Cara Bergaul Dengan Sesama

Pergaulan yang baik dengan sesama manusia adalah pergaulan yang sesuai dengan ajaran Islam. Metode dalam bergaul adalah bagian yang harus diperhatikan, tentu harus dibangun di atas pondasi baik yang sesuai tuntunan ajaran agama kita yang mulia. Pondasi terbesar yang harus kita pegang teguh dalam bergaul adalah bahwa ajaran agama kita berisi aturan-aturan yang telah ditetapkan oleh Alláh Taála bagi makhluk-Nya untuk diikuti. Dan hanya agama Islam yang diridlai oleh Alláh Taála.

Dalam Al-Qur’an Alláh Taála berfirman:

إِنَّ ٱلدِّينَ عِندَ ٱللَّهِ ٱلۡإِسۡلَٰمُۗ (سورة ءال عمران: 19)

“Sesungguhnya agama yang Alláh Taála ridhai hanyalah agama Islam” (QS. Ali Imran. 19).

Dalam ayat lain Alláh Taála berfirman:

وَمَن يَبۡتَغِ غَيۡرَ ٱلۡإِسۡلَٰمِ دِينٗا فَلَن يُقۡبَلَ مِنۡهُ وَهُوَ فِي ٱلۡأٓخِرَةِ مِنَ ٱلۡخَٰسِرِينَ (سورة ءال عمران: 85)

“Dan barang siapa yang mencari agama selain Islam (untuk dipeluknya), maka tidak akan diterima agama itu darinya, dan di akhirat dia termasuk orang-orang yang merugi (celaka)” (QS. Ali Imran: 85)
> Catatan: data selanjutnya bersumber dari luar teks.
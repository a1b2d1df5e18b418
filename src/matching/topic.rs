//! Exact-topic matcher

use crate::matching::MessageMatcher;
use crate::subscription::{Subscription, SubscriptionKind, SubscriptionRegistry};
use serde_json::Value;

/// Matches subscriptions registered under the literal topic token
pub struct TopicMatcher;

impl MessageMatcher for TopicMatcher {
    fn name(&self) -> &'static str {
        "topic"
    }

    fn populate_matches(
        &self,
        registry: &SubscriptionRegistry,
        token: &str,
        _payload: &Value,
        matches: &mut Vec<Subscription>,
    ) {
        let Some(list) = registry.lookup(token) else {
            return;
        };
        for subscription in list.active() {
            if subscription.kind == SubscriptionKind::Topic {
                matches.push(subscription.clone());
            }
        }
    }
}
Maka Islam adalah satu-satunya agama yang diridlai oleh Alláh Taála, di mana setiap orang dari kita diperintah oleh-Nya untuk memeluknya dan mengerjakan ajaran-ajaran di dalamnya. Dan dasar keyakinan dalam Islam adalah beriman kepada Alláh Taála, dengan mensucikan-Nya dari menyerupai sesuatu apapun dari ciptaan-Nya. Artinya, bahwa Alláh Taála tidak menyerupai segala sesuatu dari makhluk-Nya, baik dari satu segi ataupun semua segi, Alláh Taála bukan benda dan tidak diifati dengan sifat benda, dan Alláh Taála maha suci dari tempat dan arah.
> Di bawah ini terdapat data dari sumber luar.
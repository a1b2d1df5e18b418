//! Notification Processor
//!
//! The orchestration point between the inbound boundary and the delivery
//! queue: normalize an envelope into `(topic, payload, metadata)` tuples,
//! drive the configured matchers against the subscription registry, and
//! enqueue a batch per tuple that matched anybody. Enqueue is synchronous
//! from the publisher's point of view — the acknowledgement is returned
//! only after every matched tuple is durably recorded.

mod envelope;
mod error;

pub use envelope::{
    Acknowledgement, Dialect, InboundEnvelope, ResolvedNotification, EVENTING_NAMESPACE,
    NOTIFICATION_NAMESPACE,
};
pub use error::{ProcessorError, ProcessorResult};

use crate::matching::MessageMatcher;
use crate::queue::{BatchMetadata, DeliveryQueue, NotificationBatch};
use crate::subscription::SubscriptionRegistry;
use std::sync::Arc;
use std::sync::Mutex;

/// Fallback topic token substituted for dialect-B events without a topic
pub const DEFAULT_TOPIC: &str = "herald.default";

/// Both processor counters live behind one lock so neither can ever skip
/// or duplicate a value within a process lifetime.
struct Counters {
    next_track_id: u64,
    next_message_id: u64,
}

pub struct NotificationProcessor {
    registry: Arc<SubscriptionRegistry>,
    matchers: Vec<Box<dyn MessageMatcher>>,
    queue: Arc<dyn DeliveryQueue>,
    default_topic: String,
    counters: Mutex<Counters>,
}

impl NotificationProcessor {
    pub fn new(
        registry: Arc<SubscriptionRegistry>,
        matchers: Vec<Box<dyn MessageMatcher>>,
        queue: Arc<dyn DeliveryQueue>,
    ) -> Self {
        Self {
            registry,
            matchers,
            queue,
            default_topic: DEFAULT_TOPIC.to_string(),
            counters: Mutex::new(Counters {
                next_track_id: 1,
                next_message_id: 1,
            }),
        }
    }

    pub fn with_default_topic(mut self, default_topic: impl Into<String>) -> Self {
        self.default_topic = default_topic.into();
        self
    }

    /// Accept one inbound envelope and return the same-dialect ack
    ///
    /// The ack means "accepted for processing", independent of whether
    /// anything matched. Tuples with an empty match set are dropped without
    /// a queue entry; a failure to durably record a matched tuple fails the
    /// whole call back to the publisher.
    pub async fn accept(&self, envelope: InboundEnvelope) -> ProcessorResult<Acknowledgement> {
        let dialect = Dialect::from_namespace(&envelope.namespace).ok_or_else(|| {
            ProcessorError::UnknownDialect {
                namespace: envelope.namespace.clone(),
            }
        })?;

        let resolved = match dialect {
            Dialect::Notification => envelope::resolve_notification_body(&envelope.body)?,
            Dialect::Eventing => {
                vec![envelope::resolve_eventing_body(
                    &envelope.body,
                    &self.default_topic,
                )?]
            }
        };

        let track_id = self.next_track_id();
        log::debug!(
            "Accepted {:?} envelope with {} notification(s), track id {}",
            dialect,
            resolved.len(),
            track_id
        );

        for notification in resolved {
            self.process_notification(dialect, track_id, notification)
                .await?;
        }

        Ok(Acknowledgement { dialect, track_id })
    }

    async fn process_notification(
        &self,
        dialect: Dialect,
        track_id: u64,
        notification: ResolvedNotification,
    ) -> ProcessorResult<()> {
        let mut matches = Vec::new();
        for matcher in &self.matchers {
            let before = matches.len();
            matcher.populate_matches(
                &self.registry,
                &notification.topic,
                &notification.message,
                &mut matches,
            );
            log::trace!(
                "Matcher '{}' matched {} consumer(s) for topic '{}'",
                matcher.name(),
                matches.len() - before,
                notification.topic
            );
        }

        if matches.is_empty() {
            // Dropping unmatched messages keeps the queue from growing
            // without bound for topics nobody subscribed to.
            log::debug!(
                "No subscribers for topic '{}', dropping message (track id {})",
                notification.topic,
                track_id
            );
            return Ok(());
        }

        let message_id = self.next_message_id();
        let payload = notification.message.to_string();
        let batch = NotificationBatch::new(
            payload,
            matches,
            BatchMetadata {
                track_id,
                message_id,
                dialect,
                producer: notification.producer,
                topic: Some(notification.topic.clone()),
            },
        );

        let consumer_count = batch.consumers.len();
        let sequence = self.queue.enqueue(batch).await?;
        log::info!(
            "Enqueued batch {} for topic '{}' with {} consumer(s) (track id {})",
            sequence,
            notification.topic,
            consumer_count,
            track_id
        );
        Ok(())
    }

    fn next_track_id(&self) -> u64 {
        let mut counters = self.counters.lock().unwrap();
        let track_id = counters.next_track_id;
        counters.next_track_id += 1;
        track_id
    }

    fn next_message_id(&self) -> u64 {
        let mut counters = self.counters.lock().unwrap();
        let message_id = counters.next_message_id;
        counters.next_message_id += 1;
        message_id
    }
}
Al-Imam as-Sayyid Ahmad ar-Rifa’i –semoga ridha Alláh Taála senantiasa tercurah baginya–, [perintis tarekat ar-Rifa’iyyah], berkata:

غَايَةِ المَعْرِفَةِ بِاللهِ الإِيْقَانُ بِوُجُوْدِهِ تَعَالَى بِلَا كَيْفٍ وَلاَ مَكَان

“Puncak pengetahuan seorang hamba terhadap Alláh Taála adalah dengan menyakini secara pasti (tanpa ragu) tentang keberadaan Alláh Taála tanpa disifati dengan sifat-sifat makhluk dan ada tanpa tempat”.
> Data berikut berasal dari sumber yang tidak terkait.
//! Logging initialisation built on flexi_logger

// Keeps the logger alive for the process lifetime
static LOGGER_HANDLE: std::sync::OnceLock<flexi_logger::LoggerHandle> = std::sync::OnceLock::new();

/// Initialise logging with an optional level spec, format ("text"/"json")
/// and log file path
pub fn init_logging(
    log_level: Option<&str>,
    log_format: Option<&str>,
    log_file: Option<&str>,
) -> Result<(), Box<dyn std::error::Error>> {
    use flexi_logger::{FileSpec, Logger};

    let level_str = log_level.unwrap_or("info");
    let mut logger = Logger::try_with_str(level_str)?;

    logger = match log_format.unwrap_or("text") {
        "json" => logger.format(json_format),
        _ => logger.format(simple_format),
    };

    if let Some(file_path) = log_file {
        let file_spec = FileSpec::try_from(std::path::Path::new(file_path))?;
        logger = logger.log_to_file(file_spec);
    }

    let handle = logger.start()?;
    let _ = LOGGER_HANDLE.set(handle);

    Ok(())
}

// Plain text format: "YYYY-MM-DD HH:mm:ss.fff INF message"
fn simple_format(
    w: &mut dyn std::io::Write,
    now: &mut flexi_logger::DeferredNow,
    record: &log::Record,
) -> Result<(), std::io::Error> {
    let level_abbr = match record.level() {
        log::Level::Error => "ERR",
        log::Level::Warn => "WRN",
        log::Level::Info => "INF",
        log::Level::Debug => "DBG",
        log::Level::Trace => "TRC",
    };

    write!(
        w,
        "{} {} {}",
        now.format("%Y-%m-%d %H:%M:%S%.3f"),
        level_abbr,
        record.args()
    )
}

// One JSON object per line, for log shippers
fn json_format(
    w: &mut dyn std::io::Write,
    now: &mut flexi_logger::DeferredNow,
    record: &log::Record,
) -> Result<(), std::io::Error> {
    let entry = serde_json::json!({
        "timestamp": now.format("%Y-%m-%dT%H:%M:%S%.3f").to_string(),
        "level": record.level().to_string(),
        "target": record.target(),
        "message": record.args().to_string(),
    });
    write!(w, "{entry}")
}
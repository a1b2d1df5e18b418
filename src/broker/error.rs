//! Broker lifecycle errors

use crate::delivery::DeliveryError;
use crate::queue::QueueError;
use thiserror::Error;

#[derive(Debug, Error)]
pub enum BrokerError {
    #[error("Queue backend error: {0}")]
    Queue(#[from] QueueError),

    #[error("Delivery setup error: {0}")]
    Delivery(#[from] DeliveryError),

    #[error("Broker configuration error: {message}")]
    Config { message: String },
}

pub type BrokerResult<T> = Result<T, BrokerError>;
Islam merupakan nikmat terbesar yang dikaruniakan oleh Alláh Taála kepada hamba-Nya yang Dia cintai, maka setiap orang muslim wajib menjaga Islam-Nya dari berbagai perkara yang dapat merusak dan membatalkannya, yaitu riddah. Riddah adalah memutuskan ke-Islaman dengan perkataan kufur, atau perbuatan kufur, atau keyakinan kufur. Karena itu ulama kita membagi riddah kepada tiga macam:

  1. Riddah (kufur) perkataan, seperti mencaci maki Alláh Taála, Rasúlulláh, Al-Qur’an, agama Islam, dan lainnya.
  2. Riddah (kufur) keyakinan, seperti orang yang meyakini bahwa Alláh Taála sebagai benda; cahaya atau lainnya, atau meyakini bahwa Alláh Taála duduk (bersemayam) di atas Arsy. Al-Imam asy-Syafi’i berkata:

مَنْ قَالَ أَوْ اعْتَقَدَ أَنّ اللهَ جَالِسٌ عَلَى العَرْشِ فَهُوَ كَافِرٌ

“Barangsiapa berkata atau meyakini bahwa Alláh Taála duduk (bersemayam) di atas Arsy, maka seorang yang kafir”.

  • Riddah (kufur) pebuatan, seperti melemparkan Al-Qur’an ditempat yang menjijikan dengan sengaja, dan lainnya.

Seorang yang jatuh dalam Riddah maka wajib ia segera kembali ke dalam Islam, dengan mengucapkan dua kalimat syahadat, dan meninggalkan apa yang menjadikanya jatuh kedalam kekufuran tersebut, juga wajib baginya untuk menyesali apa yang telah ia perbuat, serta bertekad kuat dalam hati untuk tidak kembali kepada kekufuran semacam itu.